The incident is just the latest in a string of violent episodes in South Sudan’s largest state over the past year, marked by deadly cattle raids and retaliatory attacks, operations by local militias, and a government-led disarmament campaign particularly rife with abuses against one community. All told, violence in Jonglei in 2012 accounts for well more than half of all people killed in the country and nearly 80 percent of its displaced people.
Traveling to Jonglei state during a relative lull in the clashes, the Enough Project sought to examine the South Sudanese government’s responses to the violence and its efforts to prevent further bloodshed, especially during the upcoming dry season when communities migrate in search of water and pastureland. The findings are published today in a new report titled, “’Sometimes We See Ourselves as Apart’: South Sudan’s Response to Violence in Jonglei.”
An accompanying video pinpoints some of the root causes of violence in the state:
The report provides a historical backdrop to the recent violence and describes the government’s approaches to disarmament and reconciliation between the adversarial communities. Through interviews in the state capital of Bor and in the Lou Nuer and Murle centers of Pibor and Akobo with local officials, elders, youth, cattle keepers, religious leaders, activists, SPLA and police officers, NGO staff members, and local residents, Enough aimed to comprehensively assess which efforts to stem the violence are working and which are falling short. The report also includes an extensive list of recommendations, derived from field research and consultations in Juba, targeting the South Sudanese government, the U.S. government, and other key international actors.
Some of our most interesting findings include:
— While there is a range of views about how long the calm will last, few people the Enough Project spoke to in Akobo deny that the disarmament campaign has been the primary factor contributing to the relative peace in the Lou Nuer areas in recent months. By and large, residents and local leaders in Akobo say that they support the government’s effort to collect weapons, explaining that the region will never have peace as long as civilians have guns.
— One factor in the growing distrust among the Murle toward the army is the seeming lack of accountability for alleged abuses at the county level. SPLA officials claim that accused soldiers are being held accountable, but local leaders are skeptical. “Why not visibly show that they are doing all they can in terms of accountability?” said one leader. “Why are the abuses continuing if [the SPLA] are punishing [the soldiers]?”
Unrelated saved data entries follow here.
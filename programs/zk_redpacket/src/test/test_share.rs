#[cfg(test)]
mod tests {
    use crate::error::RedPacketError;
    use crate::test::assert_error;
    use crate::utils::share::{fixed_share, random_share};

    const SEED: [u8; 32] = [7u8; 32];

    #[test]
    fn test_fixed_share_is_equal_split() {
        assert_eq!(fixed_share(1_000_000_000, 10, 1_000_000_000).unwrap(), 100_000_000);
        assert_eq!(fixed_share(1_000_000_000, 10, 100_000_000).unwrap(), 100_000_000);
    }

    #[test]
    fn test_fixed_share_leaves_division_remainder() {
        // 10 / 3 = 3, one unit stays for the refund
        let total = 10;
        let mut remaining = total;
        for _ in 0..3 {
            let share = fixed_share(total, 3, remaining).unwrap();
            assert_eq!(share, 3);
            remaining -= share;
        }
        assert_eq!(remaining, 1);
    }

    #[test]
    fn test_fixed_share_clamped_to_remaining() {
        assert_eq!(fixed_share(100, 2, 20).unwrap(), 20);
    }

    #[test]
    fn test_fixed_share_rejects_zero_shares() {
        assert_error(fixed_share(100, 0, 100), RedPacketError::InvalidShareCount);
    }

    #[test]
    fn test_random_share_within_bounds() {
        let remaining = 1_000_000u64;
        let remaining_shares = 10u32;
        let upper = remaining * 2 / u64::from(remaining_shares);
        for claimed in 0..64u32 {
            let share = random_share(&SEED, 1, claimed, remaining, remaining_shares).unwrap();
            assert!(share >= 1, "share {} below one unit", share);
            assert!(share <= upper, "share {} above {}", share, upper);
        }
    }

    #[test]
    fn test_random_share_is_deterministic() {
        let a = random_share(&SEED, 42, 3, 500_000, 5).unwrap();
        let b = random_share(&SEED, 42, 3, 500_000, 5).unwrap();
        assert_eq!(a, b);
    }

    #[test]
    fn test_random_share_varies_with_inputs() {
        let draws: std::collections::HashSet<u64> = (0..16u32)
            .map(|claimed| random_share(&SEED, 9, claimed, u64::MAX / 4, 1_000).unwrap())
            .collect();
        assert!(draws.len() > 1, "random shares should not all be equal");
    }

    #[test]
    fn test_random_share_clamped_to_remaining() {
        // One share left: upper bound is twice the remainder, the clamp keeps it at most remaining
        for claimed in 0..32u32 {
            let share = random_share(&SEED, 1, claimed, 3, 1).unwrap();
            assert!((1..=3).contains(&share));
        }
        assert_eq!(random_share(&SEED, 1, 0, 1, 5).unwrap(), 1);
    }

    #[test]
    fn test_random_shares_never_exceed_total() {
        let total = 1_000_000_000u64;
        let share_count = 50u32;
        let mut remaining = total;
        let mut claimed = 0u32;
        while claimed < share_count && remaining > 0 {
            let share =
                random_share(&SEED, 3, claimed, remaining, share_count - claimed).unwrap();
            assert!(share >= 1 && share <= remaining);
            remaining -= share;
            claimed += 1;
        }
        assert!(remaining <= total);
        println!("claimed {} shares, {} left for refund", claimed, remaining);
    }

    #[test]
    fn test_random_share_rejects_exhausted_packet() {
        assert_error(random_share(&SEED, 1, 0, 100, 0), RedPacketError::OutOfStock);
        assert_error(random_share(&SEED, 1, 0, 0, 3), RedPacketError::OutOfStock);
    }

    #[test]
    fn test_random_share_handles_large_amounts() {
        let share = random_share(&SEED, 1, 0, u64::MAX, 1).unwrap();
        assert!(share >= 1);
    }
}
— As the international community considers how to engage with the government going forward, it should take into account perceptions of the process on the ground. Even nonmilitary contacts in South Sudan frequently expressed to Enough a defiance of the criticism of the disarmament campaign and an assertion that the government would not be deterred from removing guns from civilians by force if necessary. Some local leaders even urged harsher punishment against members of their community who were found not to comply with disarmament.
— At a peace conference held in Bor in May and attended by President Salva Kiir, representatives endorsed a detailed set of resolutions aimed at addressing root causes of insecurity in the state and the cyclical nature of the violence. There was broad consensus that compensation for past abuses must be set aside in favor of moving forward peacefully, with the exception of the return of abducted people. But the length of the resolutions and the lack of specificity in how—and by whom—these issues will be addressed are obstacles to implementation that have yet to be resolved.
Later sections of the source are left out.